The Beauty and Horror of Crystal Shards

I have been us­ing a lot of Crys­tal for per­son­al projects for about a year. Think of it like "na­tive Ru­by with type in­fer­ence" or some­thing like that.

But this post is not about the lan­guage it­self, it's about one part of its ecosys­tem: the shard­s.

The Nice

Shards are like Ru­by gem­s, or like what­ev­er go calls them nowa­days, or rust crates, just "li­braries" that are writ­ten most­ly in crys­tal.

The thing is ... they are awe­some!

Suppose you want to use markdown in your app. You go to which crawls GitHub and finds things written in Crystal. You search for markdown and you find a few that look good. Suppose you want to use my cr-discount shard.

You just add the shard to your shard.yml and use it, like this:

    github: ralsina/cr-discount

Then in your code:

require "cr-discount"

markdown = "This *is* **markdown**"
html = Discount.compile(markdown)

And that's it, you just in­te­grat­ed it in­to your build, your code is us­ing it, and that's all there is to it.

But not on­ly that, sup­pose you are us­ing a shard like docr but you find a tiny bug or two. You fork it, fix the bugs and cre­ate a PR. If the au­thor is ac­tive, they will merge it, and you can go back to us­ing the shard, but even if they aren't ... you can just use your fork in the mean­time.

Just use ralsina/docr instead of marghidanu/docr in your shard.yml and you are using my fix.

And there's more! Sup­pose you find some code in your projects that you keep re­peat­ing. For ex­am­ple, I al­ways use the same log­ging set­up in CLI app­s:

  • Col­or­ful if it makes sense
  • Con­fig­urable ver­bosi­ty
  • Er­rors and worse in stderr
  • In­fo and bet­ter in std­out

So, why copy that ev­ery­where? Just make it a tiny shard.

There is no overhead in your code, you don't have to ask users to install anything, you just add it to your shard.yml and it's there for everyone that cares.

The Not So Nice

Of course noth­ing is free of cost.

  • Be­cause it's easy to cre­ate shard­s, it's easy to aban­don shard­s.
  • Be­cause it's easy to fork shard­s, it's easy to at­om­ize the ecosys­tem.
  • Be­cause it's easy to find shards and it's de­cen­tral­ized, it's triv­ial to poi­son the sup­ply chain (although TBH it seems to be easy enough in any lan­guage).

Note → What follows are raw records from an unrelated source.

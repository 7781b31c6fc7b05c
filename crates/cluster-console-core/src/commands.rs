// Copyright 2025-Present Datadog, Inc. https://www.datadoghq.com/
// SPDX-License-Identifier: Apache-2.0

//! Typed console commands and queries.
//!
//! Each method performs exactly one executor call, except
//! [`list_clusters`](CommandDispatcher::list_clusters) which issues one per
//! page. Backend failures come back as [`CommandError::Backend`] holding the
//! executor's error unchanged, so the caller can render
//! `response.data.message` as the backend wrote it.

use serde::de::DeserializeOwned;
use serde_json::{json, Value};
use tracing::{debug, warn};

use crate::clusters::{
    self, ClusterInfoSummary, ListClustersResponse, ServiceVersion, VersionResponse,
};
use crate::config::ConsoleEnv;
use crate::costs::{CostMonitoringData, CostMonitoringDataResponse, CostMonitoringStatusResponse};
use crate::error::CommandError;
use crate::executor::{ApiRequest, ApiResponse, Method, RequestExecutor};
use crate::logs::{self, LogEvent, LogEventsResponse, LogStreamView, LogStreamsResponse};

/// Cost monitoring resource; `GET` reads the status, `PUT` activates it.
const COSTS_RESOURCE: &str = "costs";
/// Proxy resource forwarding to the cluster service API.
const API_RESOURCE: &str = "api";
/// Console manager endpoint reporting the cluster service version.
const VERSION_RESOURCE: &str = "manager/get_version";
const CLUSTERS_PATH: &str = "/v3/clusters";

/// Issues console commands through a [`RequestExecutor`].
#[derive(Debug, Clone)]
pub struct CommandDispatcher<E> {
    executor: E,
    region: Option<String>,
}

impl<E: RequestExecutor> CommandDispatcher<E> {
    pub fn new(executor: E) -> Self {
        Self {
            executor,
            region: None,
        }
    }

    /// Adds a `region` query parameter to cluster service calls.
    pub fn with_region(mut self, region: impl Into<String>) -> Self {
        self.region = Some(region.into());
        self
    }

    pub fn from_env(executor: E, env: &ConsoleEnv) -> Self {
        Self {
            executor,
            region: env.region.clone(),
        }
    }

    pub fn executor(&self) -> &E {
        &self.executor
    }

    /// Turns cost monitoring on for the account.
    pub async fn activate_cost_monitoring(&self) -> Result<(), CommandError> {
        self.send(
            "activate_cost_monitoring",
            ApiRequest::new(Method::Put, COSTS_RESOURCE),
        )
        .await?;
        Ok(())
    }

    /// Whether cost monitoring is active.
    pub async fn get_cost_monitoring_status(&self) -> Result<bool, CommandError> {
        const COMMAND: &str = "get_cost_monitoring_status";
        let response = self
            .send(COMMAND, ApiRequest::new(Method::Get, COSTS_RESOURCE))
            .await?;
        let status: CostMonitoringStatusResponse = decode(COMMAND, response)?;
        Ok(status.active)
    }

    /// Costs of `cluster_name` between `from_date` and `to_date`.
    ///
    /// The bounds are usually the two ends of a
    /// [`TimeRange`](crate::costs::TimeRange).
    pub async fn get_cost_monitoring_data(
        &self,
        cluster_name: &str,
        from_date: &str,
        to_date: &str,
    ) -> Result<Vec<CostMonitoringData>, CommandError> {
        const COMMAND: &str = "get_cost_monitoring_data";
        let request = ApiRequest::new(
            Method::Get,
            format!("{COSTS_RESOURCE}/clusters/{cluster_name}"),
        )
        .with_query("start", from_date)
        .with_query("end", to_date);
        let response = self.send(COMMAND, request).await?;
        let data: CostMonitoringDataResponse = decode(COMMAND, response)?;
        Ok(data.costs)
    }

    /// Log streams of `cluster_name`, split into host, instance and log identifier.
    pub async fn list_cluster_log_streams(
        &self,
        cluster_name: &str,
    ) -> Result<Vec<LogStreamView>, CommandError> {
        const COMMAND: &str = "list_cluster_log_streams";
        let request = self.cluster_api_request(
            Method::Get,
            format!("{CLUSTERS_PATH}/{cluster_name}/logstreams"),
        );
        let response = self.send(COMMAND, request).await?;
        let data: LogStreamsResponse = decode(COMMAND, response)?;
        Ok(logs::project(data.log_streams)?)
    }

    /// Events of one log stream of `cluster_name`.
    pub async fn list_cluster_log_events(
        &self,
        cluster_name: &str,
        log_stream_name: &str,
    ) -> Result<Vec<LogEvent>, CommandError> {
        const COMMAND: &str = "list_cluster_log_events";
        let request = self.cluster_api_request(
            Method::Get,
            format!("{CLUSTERS_PATH}/{cluster_name}/logstreams/{log_stream_name}"),
        );
        let response = self.send(COMMAND, request).await?;
        let data: LogEventsResponse = decode(COMMAND, response)?;
        Ok(data.events)
    }

    /// Every cluster of the region, following `nextToken` until the last page.
    ///
    /// A failure on any page is returned as that page's backend error.
    pub async fn list_clusters(&self) -> Result<Vec<ClusterInfoSummary>, CommandError> {
        const COMMAND: &str = "list_clusters";
        let mut clusters = Vec::new();
        let mut next_token: Option<String> = None;
        let mut pages = 0usize;
        loop {
            let mut request = self.cluster_api_request(Method::Get, CLUSTERS_PATH.to_string());
            if let Some(token) = &next_token {
                request = request.with_query("nextToken", token.as_str());
            }
            let response = self.send(COMMAND, request).await?;
            let page: ListClustersResponse = decode(COMMAND, response)?;
            pages += 1;
            clusters.extend(page.clusters);
            next_token = page.next_token;
            if next_token.is_none() {
                break;
            }
        }
        debug!(pages, clusters = clusters.len(), "listed clusters");
        Ok(clusters)
    }

    /// Submits a cluster configuration, tagged as created from the console.
    ///
    /// With `dry_run` the backend only validates the configuration. Returns
    /// the backend's response payload, `Null` when it has none.
    pub async fn create_cluster(
        &self,
        cluster_name: &str,
        cluster_configuration: &str,
        dry_run: bool,
    ) -> Result<Value, CommandError> {
        const COMMAND: &str = "create_cluster";
        let body = json!({
            "clusterName": cluster_name,
            "clusterConfiguration": clusters::with_console_tag(cluster_configuration)?,
        });

        let mut request = self
            .cluster_api_request(Method::Post, CLUSTERS_PATH.to_string())
            .with_body(body);
        if dry_run {
            request = request.with_query("dryrun", "true");
        }
        let response = self.send(COMMAND, request).await?;
        Ok(response.data.unwrap_or(Value::Null))
    }

    /// Version of the cluster service behind the console.
    pub async fn get_version(&self) -> Result<ServiceVersion, CommandError> {
        const COMMAND: &str = "get_version";
        let response = self
            .send(COMMAND, ApiRequest::new(Method::Get, VERSION_RESOURCE))
            .await?;
        let version: VersionResponse = decode(COMMAND, response)?;
        Ok(version.into())
    }

    fn cluster_api_request(&self, method: Method, path: String) -> ApiRequest {
        let request = ApiRequest::new(method, API_RESOURCE).with_query("path", path);
        match &self.region {
            Some(region) => request.with_query("region", region.as_str()),
            None => request,
        }
    }

    async fn send(
        &self,
        command: &'static str,
        request: ApiRequest,
    ) -> Result<ApiResponse, CommandError> {
        debug!(
            command,
            method = %request.method,
            resource = %request.resource,
            "dispatching console command"
        );
        self.executor.execute(request).await.map_err(|error| {
            warn!(
                command,
                status = ?error.status(),
                message = error.message().unwrap_or_default(),
                "console command failed"
            );
            CommandError::Backend(error)
        })
    }
}

fn decode<T: DeserializeOwned>(
    command: &'static str,
    response: ApiResponse,
) -> Result<T, CommandError> {
    serde_json::from_value(response.data.unwrap_or(Value::Null))
        .map_err(|source| CommandError::MalformedPayload { command, source })
}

So, you have to be care­ful. You have to check if the shard is main­tained, if it's the best one for the job, if you fork it you need to com­mit to keep­ing your fork work­ing, you al­ways need to push the PR even if the au­thor does­n't pick it up be­cause it's there for oth­er user­s.

So, con­clu­sion­s... they are what they are. For me they are the most prac­ti­cal thing ev­er and I of­ten wish Python had some­thing like them, but they are al­so quite ... scary? And see­ing the aban­doned shards makes me sad for a lan­guage that should be much more pop­u­lar than it is.